KENNEALLY: Glen Reynolds, on the point about relationships, if people are beginning to work with you at the very start of a project, and they’re with you there for the life of it, really, when does that relationship end? Or does it evolve into something else?
REYNOLDS: It goes on forever. (laughter) We get calls years out when people have trouble getting royalty checks or statements. We usually have a one-year term on our agreements, just because you got to end it sometime. But I’ve made films with producers that I had started out being their sales agent. It just kind of depends on how it goes, where the film ends up, and how much trouble they get into down the line. I usually get the troubled calls down the line, as opposed to the hey, it’s going great calls.
KENNEALLY: Well, yeah. There are some tough lessons that get learned in the process. People make their first film only so they can have enough money to make the second film. What are the things that you’ve heard people have learned that you could share with this audience here when a distribution arrangement doesn’t go the way it was intended?
REYNOLDS: One important thing I try to tell all my producers is try to become best friends with your distributor, regardless of what they do. Because the minute you start pissing them off, whether it’s justified or not, they stop returning your phone calls. It’s hard to get them on the phone anyway after you make a deal.
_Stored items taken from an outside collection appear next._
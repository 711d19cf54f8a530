//! Gap-limit account discovery: derives and probes accounts outward from
//! index 0, strictly sequentially, until the first unused account or an
//! explicit target xpub is found. Runs as a spawned worker emitting snapshot
//! events over a channel; cancellation is a cooperative flag observed
//! between account-resolution steps.

use std::sync::atomic::{AtomicBool, Ordering};
use std::sync::{Arc, Mutex};

use tokio::sync::mpsc;
use tracing::{debug, info, warn};

use crate::account::{Account, AccountSummary};
use crate::backend::Backend;
use crate::coins::CoinInfo;
use crate::device::DeviceQueueHandle;
use crate::error::{ConnectError, Result};
use crate::paths::to_hardened;

const EVENT_CHANNEL_SIZE: usize = 32;
const BIP44_PURPOSE: u32 = 44;

#[derive(Debug)]
pub enum DiscoveryEvent {
    /// Partial account list after one account was fully resolved.
    Update(Vec<AccountSummary>),
    /// Halting condition reached; carries the final list.
    Complete(Vec<AccountSummary>),
    /// Device or backend failure; the scan is over.
    Failed(ConnectError),
}

pub struct DiscoveryOptions {
    pub coin: &'static CoinInfo,
    pub backend: Arc<dyn Backend>,
    pub device: DeviceQueueHandle,
    /// Attach the backend snapshot to each scanned account. Targeted scans
    /// leave this off and load the matched account's info explicitly.
    pub load_info: bool,
    /// Stop immediately when this xpub turns up mid-scan.
    pub target_xpub: Option<String>,
}

#[derive(Default)]
struct DiscoveryShared {
    accounts: Mutex<Vec<Account>>,
    stopped: AtomicBool,
    completed: AtomicBool,
}

/// One discovery session. Owned exclusively by the method that created it;
/// `start` may be called once per session.
pub struct Discovery {
    options: Option<DiscoveryOptions>,
    coin: &'static CoinInfo,
    backend: Arc<dyn Backend>,
    shared: Arc<DiscoveryShared>,
}

impl Discovery {
    pub fn new(options: DiscoveryOptions) -> Self {
        let coin = options.coin;
        let backend = Arc::clone(&options.backend);
        Discovery {
            options: Some(options),
            coin,
            backend,
            shared: Arc::new(DiscoveryShared::default()),
        }
    }

    /// Spawn the scan worker. Fails fast when the session already ran.
    pub fn start(&mut self) -> Result<mpsc::Receiver<DiscoveryEvent>> {
        let options = self
            .options
            .take()
            .ok_or(ConnectError::DiscoveryAlreadyRunning)?;

        let (event_tx, event_rx) = mpsc::channel(EVENT_CHANNEL_SIZE);
        let shared = Arc::clone(&self.shared);
        info!(coin = self.coin.shortcut, "starting account discovery");
        tokio::spawn(scan(options, shared, event_tx));
        Ok(event_rx)
    }

    /// Cooperative cancellation: observed by the worker between steps, never
    /// interrupting an in-flight device or backend call.
    pub fn stop(&self) {
        self.shared.stopped.store(true, Ordering::SeqCst);
    }

    pub fn completed(&self) -> bool {
        self.shared.completed.load(Ordering::SeqCst)
    }

    /// Short-circuit for callers that already found what they need.
    pub fn set_completed(&self, completed: bool) {
        self.shared.completed.store(completed, Ordering::SeqCst);
    }

    /// Snapshot of the accounts resolved so far.
    pub fn accounts(&self) -> Vec<Account> {
        self.shared
            .accounts
            .lock()
            .map(|a| a.clone())
            .unwrap_or_default()
    }

    pub fn account(&self, index: usize) -> Option<Account> {
        self.shared
            .accounts
            .lock()
            .ok()
            .and_then(|a| a.get(index).cloned())
    }

    /// Fetch and attach the backend snapshot for one account. Used by flows
    /// that scan with `load_info` off.
    pub async fn load_account_info(&self, account: &mut Account) -> Result<()> {
        let info = self.backend.get_account_info(&account.xpub).await?;
        account.attach_info(info);
        Ok(())
    }

    /// Stop the session and detach; already-applied effects stay in place.
    pub fn dispose(&self) {
        self.stop();
    }
}

fn account_path(coin: &CoinInfo, index: u32) -> Vec<u32> {
    vec![
        to_hardened(BIP44_PURPOSE),
        to_hardened(coin.slip44),
        to_hardened(index),
    ]
}

fn summaries(accounts: &[Account]) -> Vec<AccountSummary> {
    accounts.iter().map(Account::summary).collect()
}

async fn scan(
    options: DiscoveryOptions,
    shared: Arc<DiscoveryShared>,
    events: mpsc::Sender<DiscoveryEvent>,
) {
    let DiscoveryOptions {
        coin,
        backend,
        device,
        load_info,
        target_xpub,
    } = options;

    let stopped = || shared.stopped.load(Ordering::SeqCst);
    let mut resolved: Vec<Account> = Vec::new();

    for index in 0.. {
        if stopped() {
            debug!(index, "discovery stopped");
            return;
        }

        let path = account_path(coin, index);
        let node = match device.get_hd_node(path.clone(), coin).await {
            Ok(node) => node,
            Err(e) => {
                warn!(index, "discovery device call failed: {e}");
                if !stopped() {
                    let _ = events.send(DiscoveryEvent::Failed(e)).await;
                }
                return;
            }
        };
        let mut account = Account::new(path, node.xpub, coin);

        // Target match halts immediately, skipping the rest of the boundary
        // search; the matched account's info is loaded by the caller.
        let matched = target_xpub.as_deref() == Some(account.xpub.as_str());

        let mut empty = false;
        if !matched {
            if stopped() {
                return;
            }
            match backend.get_account_info(&account.xpub).await {
                Ok(info) => {
                    empty = info.transaction_count == 0;
                    if load_info {
                        account.attach_info(info);
                    } else {
                        account.loading_transaction_count = info.transaction_count;
                    }
                }
                Err(e) => {
                    warn!(index, "discovery backend call failed: {e}");
                    if !stopped() {
                        let _ = events.send(DiscoveryEvent::Failed(e)).await;
                    }
                    return;
                }
            }
        }

        resolved.push(account);
        if let Ok(mut accounts) = shared.accounts.lock() {
            *accounts = resolved.clone();
        }
        if stopped() {
            return;
        }
        let _ = events.send(DiscoveryEvent::Update(summaries(&resolved))).await;

        // The first unused account is the standard gap boundary; it stays in
        // the result as the final, freshly-empty account.
        if matched || empty {
            shared.completed.store(true, Ordering::SeqCst);
            info!(
                accounts = resolved.len(),
                matched, "discovery complete"
            );
            let _ = events
                .send(DiscoveryEvent::Complete(summaries(&resolved)))
                .await;
            return;
        }
    }
}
But taking them to lunch, buying them flowers, whatever you have to do just to keep buttering them up along the way goes a long way.
The filmmakers that come in thinking they’ve got it, that they’re entitled, and their film is the best thing ever, and that everybody should bow down and worship it tend to get lost, because people just don’t respond well to that. I see that so often that it’s definitely something I tell my filmmakers right off the bat.
KENNEALLY: Rob Aft, commitments, relationships, it sounds like we’re talking about getting married here. In a sense, we are. Some marriages wind up in probate court with a divorce. How would a distributor make evaluations? I know a lot of your work – the WIPO book, for example – is really about alerting people to the dangers, to the pitfalls. As much as we’re hearing about all the great things that these folks can do for you, if it’s so easy to get online and represent yourself as an agent or as a consultant, how do you know who’s for real, who’s not? What are the questions a distributor should ask?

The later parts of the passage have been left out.